What needs to be done — Set down exactly the lines of the listing below, please, beginning with the first and ending with the line that holds "or structurally duplicate".

Exercise data —

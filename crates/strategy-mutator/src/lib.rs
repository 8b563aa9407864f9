//! Mutator
//!
//! Produces child rule sets from a parent via rule-space edits. Exactly one
//! mutation kind is applied per child; malformed or structurally duplicate
//! candidates are dropped and replaced, so rejections never count against
//! the requested fan-out. Draws come from a seeded `StdRng`, making the
//! proposals a pure function of (parent, seed, count).

use rand::rngs::StdRng;
use rand::{Rng, SeedableRng};

use evolution_core::{
    Indicator, MutationKind, Operand, OutputShape, Predicate, PriceField, RuleSet, MAX_PERIOD,
    MIN_PERIOD,
};

#[derive(Debug, Clone)]
pub struct MutatorConfig {
    /// Maximum accepted children per mutation step (M).
    pub max_children: usize,
    /// Relative width of parameter jitter (±p).
    pub jitter_pct: f64,
    /// Proposal attempts allowed per accepted child before giving up.
    pub attempts_per_child: usize,
}

impl Default for MutatorConfig {
    fn default() -> Self {
        Self {
            max_children: 4,
            jitter_pct: 0.15,
            attempts_per_child: 8,
        }
    }
}

/// One accepted candidate child.
#[derive(Debug, Clone)]
pub struct ProposedChild {
    pub rules: RuleSet,
    pub kind: MutationKind,
    pub fingerprint: String,
}

pub struct Mutator {
    config: MutatorConfig,
}

impl Mutator {
    pub fn new(config: MutatorConfig) -> Self {
        Self { config }
    }

    pub fn max_children(&self) -> usize {
        self.config.max_children
    }

    /// Generate up to `count` well-formed children, each structurally
    /// distinct from the parent and from one another.
    pub fn propose(&self, parent: &RuleSet, seed: u64, count: usize) -> Vec<ProposedChild> {
        let mut rng = StdRng::seed_from_u64(seed);
        let parent_fp = parent.fingerprint();
        let mut accepted: Vec<ProposedChild> = Vec::new();
        let budget = count * self.config.attempts_per_child;

        for _ in 0..budget {
            if accepted.len() >= count {
                break;
            }
            let kind = pick_kind(&mut rng);
            let Some(child) = self.apply(parent, kind, &mut rng) else {
                continue;
            };
            if child.validate().is_err() {
                continue;
            }
            let fingerprint = child.fingerprint();
            if fingerprint == parent_fp
                || accepted.iter().any(|c| c.fingerprint == fingerprint)
            {
                continue;
            }
            accepted.push(ProposedChild {
                rules: child,
                kind,
                fingerprint,
            });
        }

        if accepted.len() < count {
            tracing::debug!(
                requested = count,
                accepted = accepted.len(),
                "proposal budget exhausted before fan-out filled"
            );
        }
        accepted
    }

    /// Apply exactly one mutation of the given kind, or `None` when the
    /// parent offers no site for it.
    fn apply(&self, parent: &RuleSet, kind: MutationKind, rng: &mut StdRng) -> Option<RuleSet> {
        let mut child = parent.clone();
        match kind {
            MutationKind::ParameterJitter => self.jitter_parameter(&mut child, rng)?,
            MutationKind::RuleSwap => swap_rule(&mut child, rng)?,
            MutationKind::ThresholdShift => shift_threshold(&mut child, rng)?,
            MutationKind::WindowResize => resize_window(&mut child, rng)?,
            MutationKind::IndicatorSubstitute => substitute_indicator(&mut child, rng)?,
        }
        Some(child)
    }

    fn jitter_parameter(&self, rules: &mut RuleSet, rng: &mut StdRng) -> Option<()> {
        // Jitter sites: stop loss, take profit, max hold.
        let mut sites: Vec<usize> = Vec::new();
        if rules.stop_loss_pct.is_some() {
            sites.push(0);
        }
        if rules.take_profit_pct.is_some() {
            sites.push(1);
        }
        if rules.max_hold_bars.is_some() {
            sites.push(2);
        }
        if sites.is_empty() {
            return None;
        }

        let factor = 1.0 + self.config.jitter_pct * rng.gen_range(-1.0..1.0f64);
        match sites[rng.gen_range(0..sites.len())] {
            0 => {
                let v = rules.stop_loss_pct.take().expect("site checked");
                rules.stop_loss_pct = Some((v * factor).max(0.005));
            }
            1 => {
                let v = rules.take_profit_pct.take().expect("site checked");
                rules.take_profit_pct = Some((v * factor).max(0.005));
            }
            _ => {
                let v = rules.max_hold_bars.take().expect("site checked");
                let jittered = ((v as f64 * factor).round() as u32).max(1);
                rules.max_hold_bars = Some(jittered);
            }
        }
        Some(())
    }
}

fn pick_kind(rng: &mut StdRng) -> MutationKind {
    match rng.gen_range(0..5u8) {
        0 => MutationKind::ParameterJitter,
        1 => MutationKind::RuleSwap,
        2 => MutationKind::ThresholdShift,
        3 => MutationKind::WindowResize,
        _ => MutationKind::IndicatorSubstitute,
    }
}

/// Fixed library of replacement predicates, all arity 2.
fn library_predicate(rng: &mut StdRng) -> Predicate {
    let sma = |period| Operand::Indicator {
        indicator: Indicator::Sma { period },
    };
    let close = Operand::Price {
        field: PriceField::Close,
    };
    match rng.gen_range(0..6u8) {
        0 => Predicate::CrossesAbove {
            left: sma(10),
            right: sma(30),
        },
        1 => Predicate::CrossesBelow {
            left: sma(10),
            right: sma(30),
        },
        2 => Predicate::Lt {
            left: Operand::Indicator {
                indicator: Indicator::Rsi { period: 14 },
            },
            right: Operand::Const { value: 30.0 },
        },
        3 => Predicate::Gt {
            left: Operand::Indicator {
                indicator: Indicator::Rsi { period: 14 },
            },
            right: Operand::Const { value: 70.0 },
        },
        4 => Predicate::Gt {
            left: Operand::Indicator {
                indicator: Indicator::Momentum { period: 20 },
            },
            right: Operand::Const { value: 0.0 },
        },
        _ => Predicate::Gt {
            left: close,
            right: Operand::Indicator {
                indicator: Indicator::Ema { period: 50 },
            },
        },
    }
}

fn swap_rule(rules: &mut RuleSet, rng: &mut StdRng) -> Option<()> {
    let entry_len = rules.entry.len();
    let total = entry_len + rules.exit.len();
    if total == 0 {
        return None;
    }
    let slot = rng.gen_range(0..total);
    let replacement = library_predicate(rng);
    if slot < entry_len {
        rules.entry[slot] = replacement;
    } else {
        rules.exit[slot - entry_len] = replacement;
    }
    Some(())
}

fn shift_threshold(rules: &mut RuleSet, rng: &mut StdRng) -> Option<()> {
    let shift = rng.gen_range(-0.15..0.15f64);
    let mut const_slots = 0usize;
    for_each_operand(rules, |op| {
        if matches!(op, Operand::Const { .. }) {
            const_slots += 1;
        }
    });
    if const_slots == 0 {
        return None;
    }
    let target = rng.gen_range(0..const_slots);

    let mut index = 0usize;
    for_each_operand_mut(rules, |op| {
        if let Operand::Const { value } = op {
            if index == target {
                let delta = if *value == 0.0 { shift * 10.0 } else { *value * shift };
                *value += delta;
            }
            index += 1;
        }
    });
    Some(())
}

fn resize_window(rules: &mut RuleSet, rng: &mut StdRng) -> Option<()> {
    let mut indicator_slots = 0usize;
    for_each_operand(rules, |op| {
        if matches!(op, Operand::Indicator { .. }) {
            indicator_slots += 1;
        }
    });
    if indicator_slots == 0 {
        return None;
    }
    let target = rng.gen_range(0..indicator_slots);
    let scale = rng.gen_range(0.5..1.5f64);

    let mut index = 0usize;
    let mut changed = false;
    for_each_operand_mut(rules, |op| {
        if let Operand::Indicator { indicator } = op {
            if index == target {
                let old = indicator.period();
                let resized =
                    ((old as f64 * scale).round() as u32).clamp(MIN_PERIOD, MAX_PERIOD);
                if resized != old {
                    *indicator = indicator.with_period(resized);
                    changed = true;
                }
            }
            index += 1;
        }
    });
    changed.then_some(())
}

fn substitute_indicator(rules: &mut RuleSet, rng: &mut StdRng) -> Option<()> {
    let mut indicator_slots = 0usize;
    for_each_operand(rules, |op| {
        if matches!(op, Operand::Indicator { .. }) {
            indicator_slots += 1;
        }
    });
    if indicator_slots == 0 {
        return None;
    }
    let target = rng.gen_range(0..indicator_slots);
    let pick = rng.gen_range(0..4u8);

    let mut index = 0usize;
    let mut changed = false;
    for_each_operand_mut(rules, |op| {
        if let Operand::Indicator { indicator } = op {
            if index == target {
                if let Some(substitute) = same_shape_substitute(indicator, pick) {
                    *indicator = substitute;
                    changed = true;
                }
            }
            index += 1;
        }
    });
    changed.then_some(())
}

/// Swap an indicator for another family with the same output shape,
/// keeping the period. Single-member shapes have no substitute.
fn same_shape_substitute(indicator: &Indicator, pick: u8) -> Option<Indicator> {
    let period = indicator.period();
    let candidates: Vec<Indicator> = match indicator.output_shape() {
        OutputShape::PriceLevel => vec![
            Indicator::Sma { period },
            Indicator::Ema { period },
            Indicator::HighestHigh { period },
            Indicator::LowestLow { period },
        ],
        OutputShape::Oscillator => vec![
            Indicator::Rsi { period },
            Indicator::Momentum { period },
        ],
        OutputShape::Range => return None,
    };
    let alternatives: Vec<Indicator> = candidates
        .into_iter()
        .filter(|c| c.family() != indicator.family())
        .collect();
    if alternatives.is_empty() {
        return None;
    }
    Some(alternatives[pick as usize % alternatives.len()])
}

fn for_each_operand(rules: &RuleSet, mut f: impl FnMut(&Operand)) {
    for p in rules.entry.iter().chain(rules.exit.iter()) {
        let (l, r) = p.operands();
        f(l);
        f(r);
    }
}

fn for_each_operand_mut(rules: &mut RuleSet, mut f: impl FnMut(&mut Operand)) {
    for p in rules.entry.iter_mut().chain(rules.exit.iter_mut()) {
        let (l, r) = p.operands_mut();
        f(l);
        f(r);
    }
}

#[cfg(test)]
mod tests {
    use super::*;

    fn parent() -> RuleSet {
        RuleSet {
            entry: vec![
                Predicate::CrossesAbove {
                    left: Operand::Indicator {
                        indicator: Indicator::Sma { period: 10 },
                    },
                    right: Operand::Indicator {
                        indicator: Indicator::Sma { period: 50 },
                    },
                },
                Predicate::Gt {
                    left: Operand::Indicator {
                        indicator: Indicator::Rsi { period: 14 },
                    },
                    right: Operand::Const { value: 50.0 },
                },
            ],
            exit: vec![Predicate::CrossesBelow {
                left: Operand::Indicator {
                    indicator: Indicator::Sma { period: 10 },
                },
                right: Operand::Indicator {
                    indicator: Indicator::Sma { period: 50 },
                },
            }],
            stop_loss_pct: Some(0.05),
            take_profit_pct: Some(0.12),
            max_hold_bars: Some(40),
        }
    }

    #[test]
    fn proposals_are_wellformed_and_distinct() {
        let mutator = Mutator::new(MutatorConfig::default());
        let children = mutator.propose(&parent(), 42, 4);
        assert_eq!(children.len(), 4);

        let parent_fp = parent().fingerprint();
        let mut seen = std::collections::HashSet::new();
        for child in &children {
            child.rules.validate().expect("child must stay well-formed");
            assert_ne!(child.fingerprint, parent_fp);
            assert!(seen.insert(child.fingerprint.clone()), "duplicate child");
        }
    }

    #[test]
    fn proposals_are_deterministic_per_seed() {
        let mutator = Mutator::new(MutatorConfig::default());
        let a = mutator.propose(&parent(), 7, 4);
        let b = mutator.propose(&parent(), 7, 4);
        let fps = |cs: &[ProposedChild]| {
            cs.iter().map(|c| c.fingerprint.clone()).collect::<Vec<_>>()
        };
        assert_eq!(fps(&a), fps(&b));

        let c = mutator.propose(&parent(), 8, 4);
        assert_ne!(fps(&a), fps(&c), "different seed should vary proposals");
    }

    #[test]
    fn each_child_records_exactly_one_kind() {
        let mutator = Mutator::new(MutatorConfig::default());
        for child in mutator.propose(&parent(), 3, 6) {
            assert!(MutationKind::parse(child.kind.as_str()).is_some());
        }
    }

    #[test]
    fn sites_missing_for_a_kind_still_fill_the_fanout() {
        // No consts, no stops: threshold_shift and parameter_jitter have no
        // sites, yet the fan-out is still reached through other kinds.
        let sparse = RuleSet {
            entry: vec![Predicate::CrossesAbove {
                left: Operand::Indicator {
                    indicator: Indicator::Sma { period: 10 },
                },
                right: Operand::Indicator {
                    indicator: Indicator::Sma { period: 50 },
                },
            }],
            exit: vec![Predicate::CrossesBelow {
                left: Operand::Indicator {
                    indicator: Indicator::Sma { period: 10 },
                },
                right: Operand::Indicator {
                    indicator: Indicator::Sma { period: 50 },
                },
            }],
            stop_loss_pct: None,
            take_profit_pct: None,
            max_hold_bars: None,
        };
        let mutator = Mutator::new(MutatorConfig::default());
        let children = mutator.propose(&sparse, 11, 3);
        assert_eq!(children.len(), 3);
        for child in &children {
            assert!(!matches!(child.kind, MutationKind::ParameterJitter));
            assert!(!matches!(child.kind, MutationKind::ThresholdShift));
        }
    }

    #[test]
    fn substitution_stays_within_output_shape() {
        let sub = same_shape_substitute(&Indicator::Sma { period: 20 }, 0).unwrap();
        assert_eq!(sub.output_shape(), OutputShape::PriceLevel);
        assert_ne!(sub.family(), "sma");

        let osc = same_shape_substitute(&Indicator::Rsi { period: 14 }, 1).unwrap();
        assert_eq!(osc.output_shape(), OutputShape::Oscillator);
        assert_eq!(osc.family(), "momentum");

        assert!(same_shape_substitute(&Indicator::Atr { period: 14 }, 0).is_none());
    }
}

Task output —
filename crates/strategy-mutator/src/lib.rs
repository 8b563aa9407864f9
//! Mutator
//!
//! Produces child rule sets from a parent via rule-space edits. Exactly one
//! mutation kind is applied per child; malformed or structurally duplicate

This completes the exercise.